0.4.0 | Tecton

Overview

Tecton 0.4 was released in June 2022. Tecton 0.4 includes the following framework improvements and changes:

Snowflake support
API simplification & improvements
Materialization info diffs

Snowflake Support

Tecton 0.4 includes compatibility with Snowflake for processing and storing features. Once connected to a Snowflake warehouse, users can define features in Snowflake SQL or Snowpark.

@batch_feature_view(
    sources=[transactions],
    entities=[user],
    mode="snowflake_sql",
    aggregation_interval=timedelta(days=1),
    aggregations=[
        Aggregation(column="TRANSACTION", function="sum", time_window=timedelta(days=1)),
        Aggregation(column="TRANSACTION", function="sum", time_window=timedelta(days=7)),
        Aggregation(column="TRANSACTION", function="sum", time_window=timedelta(days=40)),
        Aggregation(column="AMT", function="mean", time_window=timedelta(days=1)),
        Aggregation(column="AMT", function="mean", time_window=timedelta(days=7)),
        Aggregation(column="AMT", function="mean", time_window=timedelta(days=40)),
    ],
    online=True,
    feature_start_time=datetime(2020, 10, 10),
    description="User transaction totals over a series of time windows, updated daily.",
)
def user_transaction_metrics(transactions):
    return f"""
        SELECT
            USER_ID,
            1 as TRANSACTION,
            AMT,
            TIMESTAMP
        FROM
            {transactions}
        """

API Simplification and Improvements

0.4 includes a large set of changes to simplify and improve Tecton’s declarative Feature Repository API.

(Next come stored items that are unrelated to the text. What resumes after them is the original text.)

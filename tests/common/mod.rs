/*!
 * Common test utilities shared across the test suite.
 */

use std::sync::Arc;

use once_cell::sync::Lazy;

use mdxlate::app_config::Config;
use mdxlate::translation::chunking::{Chunker, TokenCounter, TokenEncoding};
use mdxlate::translation::prompts::PromptContext;

/// One tokenizer for the whole test run; BPE construction is expensive.
static COUNTER: Lazy<Arc<TokenCounter>> =
    Lazy::new(|| Arc::new(TokenCounter::new(TokenEncoding::O200kBase).unwrap()));

/// Shared token counter.
pub fn shared_counter() -> Arc<TokenCounter> {
    COUNTER.clone()
}

/// Initialize test logging; safe to call from every test.
pub fn init_logging() {
    let _ = env_logger::builder().is_test(true).try_init();
}

/// A chunker over the shared counter.
pub fn chunker() -> Chunker {
    Chunker::new(shared_counter())
}

/// Standard prompt context used in tests.
pub fn prompt_context() -> PromptContext {
    PromptContext::new("English", "Chinese", "China")
}

/// A markdown document long enough to split into several chunks at small
/// token budgets.
pub fn sample_markdown() -> String {
    let mut doc = String::from("# Sample Document\n\n");
    for i in 1..=8 {
        doc.push_str(&format!(
            "## Section {}\n\nThis is paragraph number {} with enough words \
             to carry a handful of tokens. It mentions [a link](https://example.com) \
             and keeps going for a little while longer.\n\n",
            i, i
        ));
    }
    doc
}

/// A config pointing output and cache at the given temp dirs.
pub fn test_config(output_dir: &std::path::Path, cache_dir: &std::path::Path) -> Config {
    let mut config = Config::default();
    config.output_folder = output_dir.to_path_buf();
    config.cache_dir = Some(cache_dir.to_path_buf());
    config
}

SDK 0.4 maintains backwards compatibility with the tecton.compat submodule. Users can migrate from 0.3 to 0.4 without changing their Feature Repo by importing Tecton objects from tecton.compat instead of tecton.

Functional Changes

Removed batch_window_aggregate_feature_view and stream_window_aggregate_feature_view types.
- batch_feature_view and stream_feature_view now support Tecton window aggregations.
- Rationale: These object types overlapped significantly and unnecessarily increased the number of concepts that new users had to learn.
Changes to materialization timestamp filtering.
- During materialization, the output of Feature Views will now be automatically filtered to the materialization period (i.e. the window of time that is being backfilled or updated incrementally at steady state).
- Data Sources no longer require a timestamp column to be defined because the time filter is now applied on the output of the Feature View.
- Users have two options for optimizing query performance by pushing down timestamp filtering:
  1. Handle time filtering with custom logic using the materialization_context.
  2. Use FilteredSource to have Tecton automatically filter the Data Source to the correct period before the Feature View transformation is applied.
- Rationale: Tecton's previous timestamp filtering logic worked well when a Feature View had exactly one Data Source and that Data Source had a timestamp column that was used directly as the Feature View feature time. Outside of that case, Tecton's timestamp filtering logic was unintuitive and the frequent source of bugs. This new logic should be simpler for most users while simultaneously providing more flexibility for power users.
- See this batch feature view overview for more information.
Introduce “Incremental Backfilling” to Batch Feature Views.
- incremental_backfills is a new parameter for Batch Feature Views that changes how Tecton backfills the feature view. If set to True, Tecton will backfill every period in the backfill window in its own job. In some cases (e.g. customer aggregations), this can lead to much simpler query definitions.
- Rationale: Provide a means for users to easily and correctly implement Feature Views with custom aggregations.
- See this guide for more info.
Configurable data_delay on Data Sources.
- Replaces schedule_offset, a Feature View parameter.
- By default, incremental (i.e. non-backfill) materialization jobs run immediately at the end of the batch schedule period. data_delay configures how long materialization jobs should wait before running after the end of a period, typically to ensure that all data has landed. For example, if a feature view has a batch_schedule of 1 day and one of the data source inputs has a data_delay of 1 hour, then incremental materialization jobs will run at 01:00 UTC (one hour after the period has ended).
- Rationale: This parameter delays materialization due to upstream data delays, which logically fits as a Data Source property. Feature Views now inherit data delays from all dependent Data Sources.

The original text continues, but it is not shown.